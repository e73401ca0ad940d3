use std::fmt;
use std::rc::Rc;

use glam::{Mat4, Vec3};

use crate::backend::Primitive;
use crate::renderer::RenderPass;
use crate::resources::{BoundingBox, MaterialKey, MeshKey};
use crate::scene::{NodeKey, ProbeKey};

/// Called before an instance is tested for visibility. May mutate the
/// instance; returning `false` skips it for the current pass.
pub type PreRenderHook = Rc<dyn Fn(&mut RenderInstance, RenderPass) -> bool>;

/// Called after the instance's material issued its draws.
pub type PostRenderHook = Rc<dyn Fn(&RenderInstance, RenderPass)>;

/// One drawable gathered for the current frame.
///
/// Built by scene collection (from a node's mesh renderer, a node component
/// or a scene collector) and consumed by the renderer. The transient fields
/// (`distance`, visibility, camera mask) are rewritten every frame and every
/// pass.
#[derive(Clone)]
pub struct RenderInstance {
    pub node: Option<NodeKey>,
    pub mesh: Option<MeshKey>,
    pub material: Option<MaterialKey>,
    /// World transform.
    pub matrix: Mat4,
    /// World-space bounds, valid when `use_bounding` is set.
    pub aabb: BoundingBox,
    /// World position used for distance sorting.
    pub center: Vec3,
    pub layers: u32,
    pub use_bounding: bool,
    pub selectable: bool,
    /// Higher values are drawn first in priority-sorted queues.
    pub priority: i32,
    pub primitive: Primitive,
    pub pre_render: Option<PreRenderHook>,
    pub post_render: Option<PostRenderHook>,

    // === Per-frame, owned by the renderer ===
    pub(crate) distance: f32,
    pub(crate) is_visible: bool,
    pub(crate) camera_visibility: u32,
    pub(crate) nearest_reflection_probe: Option<ProbeKey>,
    pub(crate) index: usize,
}

impl Default for RenderInstance {
    fn default() -> Self {
        Self {
            node: None,
            mesh: None,
            material: None,
            matrix: Mat4::IDENTITY,
            aabb: BoundingBox::default(),
            center: Vec3::ZERO,
            layers: 3,
            use_bounding: true,
            selectable: true,
            priority: 0,
            primitive: Primitive::Triangles,
            pre_render: None,
            post_render: None,
            distance: 0.0,
            is_visible: false,
            camera_visibility: 0,
            nearest_reflection_probe: None,
            index: 0,
        }
    }
}

impl RenderInstance {
    #[must_use]
    pub fn new(mesh: MeshKey, material: Option<MaterialKey>, matrix: Mat4) -> Self {
        Self {
            mesh: Some(mesh),
            material,
            matrix,
            center: matrix.transform_point3(Vec3::ZERO),
            ..Self::default()
        }
    }

    /// Distance from the eye of the camera of the last pass.
    #[inline]
    #[must_use]
    pub fn distance(&self) -> f32 {
        self.distance
    }

    /// Passed visibility in the last pass.
    #[inline]
    #[must_use]
    pub fn is_visible(&self) -> bool {
        self.is_visible
    }

    /// Bit `i` is set when the camera with rendering index `i` saw this
    /// instance during the current frame.
    #[inline]
    #[must_use]
    pub fn camera_visibility(&self) -> u32 {
        self.camera_visibility
    }

    #[inline]
    #[must_use]
    pub fn nearest_reflection_probe(&self) -> Option<ProbeKey> {
        self.nearest_reflection_probe
    }

    /// Position in the frame's instance list.
    #[inline]
    #[must_use]
    pub fn index(&self) -> usize {
        self.index
    }

    /// Sets `aabb` from local bounds and `center` from its middle.
    pub fn update_bounds(&mut self, local: &BoundingBox) {
        self.aabb = local.transform(&self.matrix);
        self.center = self.aabb.center();
    }
}

impl fmt::Debug for RenderInstance {
    fn fmt(&self, f: &mut fmt::Formatter<'_>) -> fmt::Result {
        f.debug_struct("RenderInstance")
            .field("node", &self.node)
            .field("mesh", &self.mesh)
            .field("material", &self.material)
            .field("center", &self.center)
            .field("layers", &self.layers)
            .field("priority", &self.priority)
            .field("distance", &self.distance)
            .field("is_visible", &self.is_visible)
            .field("camera_visibility", &self.camera_visibility)
            .finish_non_exhaustive()
    }
}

•••••

Exercise requirements: Only the lines from the opening of the material through the line with "pub type PreRenderHook" should be echoed, exactly as written.

Response to this exercise:
repository e73401ca0ad940d3
use std::fmt;
use std::rc::Rc;

use glam::{Mat4, Vec3};

use crate::backend::Primitive;
use crate::renderer::RenderPass;
use crate::resources::{BoundingBox, MaterialKey, MeshKey};
use crate::scene::{NodeKey, ProbeKey};

/// Called before an instance is tested for visibility. May mutate the
/// instance; returning `false` skips it for the current pass.
pub type PreRenderHook = Rc<dyn Fn(&mut RenderInstance, RenderPass) -> bool>;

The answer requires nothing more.